What is expected:
Lines from the entries below that hold "paths" form the answer; copy all of them.

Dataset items
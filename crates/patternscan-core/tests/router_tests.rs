use std::fs;
use std::path::Path;

use patternscan_core::model::PATTERNS_METADATA_KEY;
use patternscan_core::{CompositeRouter, ElementKind, ParseResult, RelationshipKind, Router, ScanConfig};
use pretty_assertions::assert_eq;
use tempfile::TempDir;
use tokio_util::sync::CancellationToken;

async fn route(path: &str, content: &str) -> ParseResult {
    CompositeRouter::default()
        .route(path, Some(content), None, &CancellationToken::new())
        .await
}

fn language(result: &ParseResult) -> String {
    result.file_element().unwrap().metadata["language"]
        .as_str()
        .unwrap_or_default()
        .to_string()
}

#[tokio::test]
async fn test_dispatch_by_extension() {
    let cases = [
        ("src/App/Program.cs", "public class Program {}", "C#"),
        ("src/App/Module1.vb", "Public Module Module1\nEnd Module", "VB.NET"),
        ("web/src/app.ts", "export class App {}", "TypeScript"),
        ("web/src/App.JSX", "export function App() { return null; }", "JavaScript"),
        ("svc/main.py", "def main():\n    pass\n", "Python"),
        ("mobile/lib/main.dart", "void main() {}", "Dart"),
        ("infra/main.tf", "variable \"region\" {}", "Terraform"),
        ("infra/main.bicep", "param location string", "Bicep"),
    ];

    for (path, content, expected) in cases {
        let result = route(path, content).await;
        assert!(result.success(), "{}: {:?}", path, result.errors());
        assert_eq!(language(&result), expected, "{}", path);
        assert_eq!(result.elements[0].kind, ElementKind::File);
    }
}

#[tokio::test]
async fn test_unmapped_extension_is_capped() {
    let content = "line of prose\n".repeat(1000);
    let result = route("docs/guide.md", &content).await;

    assert_eq!(result.elements.len(), 1);
    let file = &result.elements[0];
    assert_eq!(file.kind, ElementKind::File);
    assert!(file.has_tag("unstructured"));
    assert!(file.content.chars().count() <= 5000);
    assert!(result.relationships.is_empty());
}

#[tokio::test]
async fn test_arm_template_vs_generic_json() {
    let template = r#"{
  "$schema": "https://schema.management.azure.com/schemas/2019-04-01/deploymentTemplate.json#",
  "resources": [
    { "type": "Microsoft.Storage/storageAccounts", "apiVersion": "2023-01-01", "name": "logs" },
    { "type": "Microsoft.Web/sites", "apiVersion": "2022-09-01", "name": "web" },
    { "name": "missing-type-and-version" }
  ]
}"#;
    let result = route("deploy/azuredeploy.json", template).await;
    assert_eq!(language(&result), "ARM");
    assert_eq!(result.patterns_named("ARM_Resource").count(), 2);

    let plain = r#"{ "resources": [ { "type": "a", "apiVersion": "1" } ] }"#;
    let result = route("deploy/settings.json", plain).await;
    assert_eq!(language(&result), "JSON");
    assert!(result.file_element().unwrap().has_tag("json"));
    assert_eq!(result.patterns.iter().filter(|p| p.name.starts_with("ARM_")).count(), 0);
}

#[tokio::test]
async fn test_bridged_temp_file_is_removed() {
    let mut config = ScanConfig::default();
    config.router.temp_file_prefix = format!("patternscan-bridge-{}-", std::process::id());
    let router = CompositeRouter::new(&config);

    let csproj = r#"<Project Sdk="Microsoft.NET.Sdk">
  <ItemGroup>
    <PackageReference Include="Dapper" />
  </ItemGroup>
</Project>"#;
    let result = router
        .route("src/Data/Data.csproj", Some(csproj), None, &CancellationToken::new())
        .await;

    assert!(result.success(), "{:?}", result.errors());
    assert_eq!(result.file_path, "src/Data/Data.csproj");
    assert!(result.elements.iter().all(|e| e.file_path == "src/Data/Data.csproj"));
    assert!(result.patterns.iter().all(|p| p.file_path == "src/Data/Data.csproj"));
    assert!(result.has_relationship("src/Data/Data.csproj", "Dapper", RelationshipKind::Imports));
    assert_eq!(result.patterns_named("Project_UnversionedPackage").count(), 1);
    assert_eq!(leftover_temp_files(&config.router.temp_file_prefix), 0);

    // malformed input still cleans up
    let result = router
        .route("src/Data/Broken.csproj", Some("<Project>"), None, &CancellationToken::new())
        .await;
    assert_eq!(result.file_path, "src/Data/Broken.csproj");
    assert_eq!(leftover_temp_files(&config.router.temp_file_prefix), 0);
}

#[tokio::test(flavor = "multi_thread", worker_threads = 2)]
async fn test_concurrent_routes_share_runtime() {
    let mut config = ScanConfig::default();
    config.router.temp_file_prefix = format!("patternscan-concurrent-{}-", std::process::id());
    let router = CompositeRouter::new(&config);
    let cancel = CancellationToken::new();

    let sources: Vec<(String, String)> = (0..8)
        .map(|i| {
            let csproj = format!(
                r#"<Project Sdk="Microsoft.NET.Sdk"><ItemGroup><PackageReference Include="Lib{}" Version="1.0.0" /></ItemGroup></Project>"#,
                i
            );
            (format!("src/P{}/P{}.csproj", i, i), csproj)
        })
        .chain((0..8).map(|i| (format!("svc/m{}.py", i), format!("def f{}():\n    g()\n", i))))
        .collect();

    let results = futures::future::join_all(
        sources
            .iter()
            .map(|(path, content)| router.route(path, Some(content), None, &cancel)),
    )
    .await;

    for ((path, _), result) in sources.iter().zip(&results) {
        assert!(result.success(), "{}: {:?}", path, result.errors());
        assert_eq!(&result.file_path, path);
    }
    assert!(results[3].has_relationship("src/P3/P3.csproj", "Lib3", RelationshipKind::Imports));
    assert_eq!(leftover_temp_files(&config.router.temp_file_prefix), 0);
}

fn leftover_temp_files(prefix: &str) -> usize {
    fs::read_dir(std::env::temp_dir())
        .map(|entries| {
            entries
                .flatten()
                .filter(|e| e.file_name().to_string_lossy().starts_with(prefix))
                .count()
        })
        .unwrap_or(0)
}

#[tokio::test]
async fn test_route_reads_from_disk() {
    let temp_dir = TempDir::new().unwrap();
    let path = temp_dir.path().join("Greeter.cs");
    fs::write(&path, "public class Greeter { public void Hello() {} }").unwrap();

    let result = CompositeRouter::default()
        .route(&path.to_string_lossy(), None, Some("greetings"), &CancellationToken::new())
        .await;

    assert!(result.success());
    let class = result.element("Greeter").unwrap();
    assert_eq!(class.context, "greetings");
    assert!(result.element("Greeter.Hello").is_some());
    assert_eq!(result.elements_of_kind(ElementKind::Method).count(), 1);
}

#[tokio::test]
async fn test_patterns_copied_to_file_element() {
    let source = r#"
public class Startup
{
    public void ConfigureServices(IServiceCollection services)
    {
        services.AddScoped<IOrderService, OrderService>();
    }
}
"#;
    let result = route("src/Api/Startup.cs", source).await;
    assert!(!result.patterns.is_empty());

    let attached = result.file_element().unwrap().metadata[PATTERNS_METADATA_KEY]
        .as_array()
        .unwrap()
        .len();
    assert_eq!(attached, result.patterns.len());
}

#[tokio::test]
async fn test_idempotent() {
    let source = r#"
import { Injectable } from '@angular/core';

@Injectable()
export class CartService {
  constructor(private readonly api: ApiClient) {}

  async total(items: Item[]): Promise<number> {
    return this.api.sum(items);
  }
}
"#;
    let first = route("web/src/cart.service.ts", source).await;
    let second = route("web/src/cart.service.ts", source).await;

    assert_eq!(first.elements, second.elements);
    assert_eq!(first.relationships, second.relationships);
    assert_eq!(first.patterns, second.patterns);
    assert_eq!(first.stats(), second.stats());
}

#[tokio::test]
async fn test_route_directory() {
    let temp_dir = TempDir::new().unwrap();
    let root = temp_dir.path();
    write(root, "src/Orders/Order.cs", "public class Order {}");
    write(root, "web/app.ts", "export const x = 1;");
    write(root, "README.md", "# Shop");
    write(root, "node_modules/lib/index.js", "module.exports = {};");
    write(root, "bin/Debug/Order.cs", "public class Copy {}");

    let results = CompositeRouter::default()
        .route_directory(root, &CancellationToken::new())
        .await;

    let paths: Vec<&str> = results.iter().map(|r| r.file_path.as_str()).collect();
    assert_eq!(paths, vec!["README.md", "src/Orders/Order.cs", "web/app.ts"]);

    let order = &results[1];
    assert_eq!(order.element("Order").unwrap().context, "Orders");
}

#[tokio::test]
async fn test_route_directory_cancelled() {
    let temp_dir = TempDir::new().unwrap();
    write(temp_dir.path(), "a.py", "x = 1\n");

    let cancel = CancellationToken::new();
    cancel.cancel();
    let results = CompositeRouter::default()
        .route_directory(temp_dir.path(), &cancel)
        .await;

    assert_eq!(results.len(), 1);
    assert!(!results[0].success());
}

fn write(root: &Path, relative: &str, content: &str) {
    let path = root.join(relative);
    fs::create_dir_all(path.parent().unwrap()).unwrap();
    fs::write(path, content).unwrap();
}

The answer:
    let paths: Vec<&str> = results.iter().map(|r| r.file_path.as_str()).collect();
    assert_eq!(paths, vec!["README.md", "src/Orders/Order.cs", "web/app.ts"]);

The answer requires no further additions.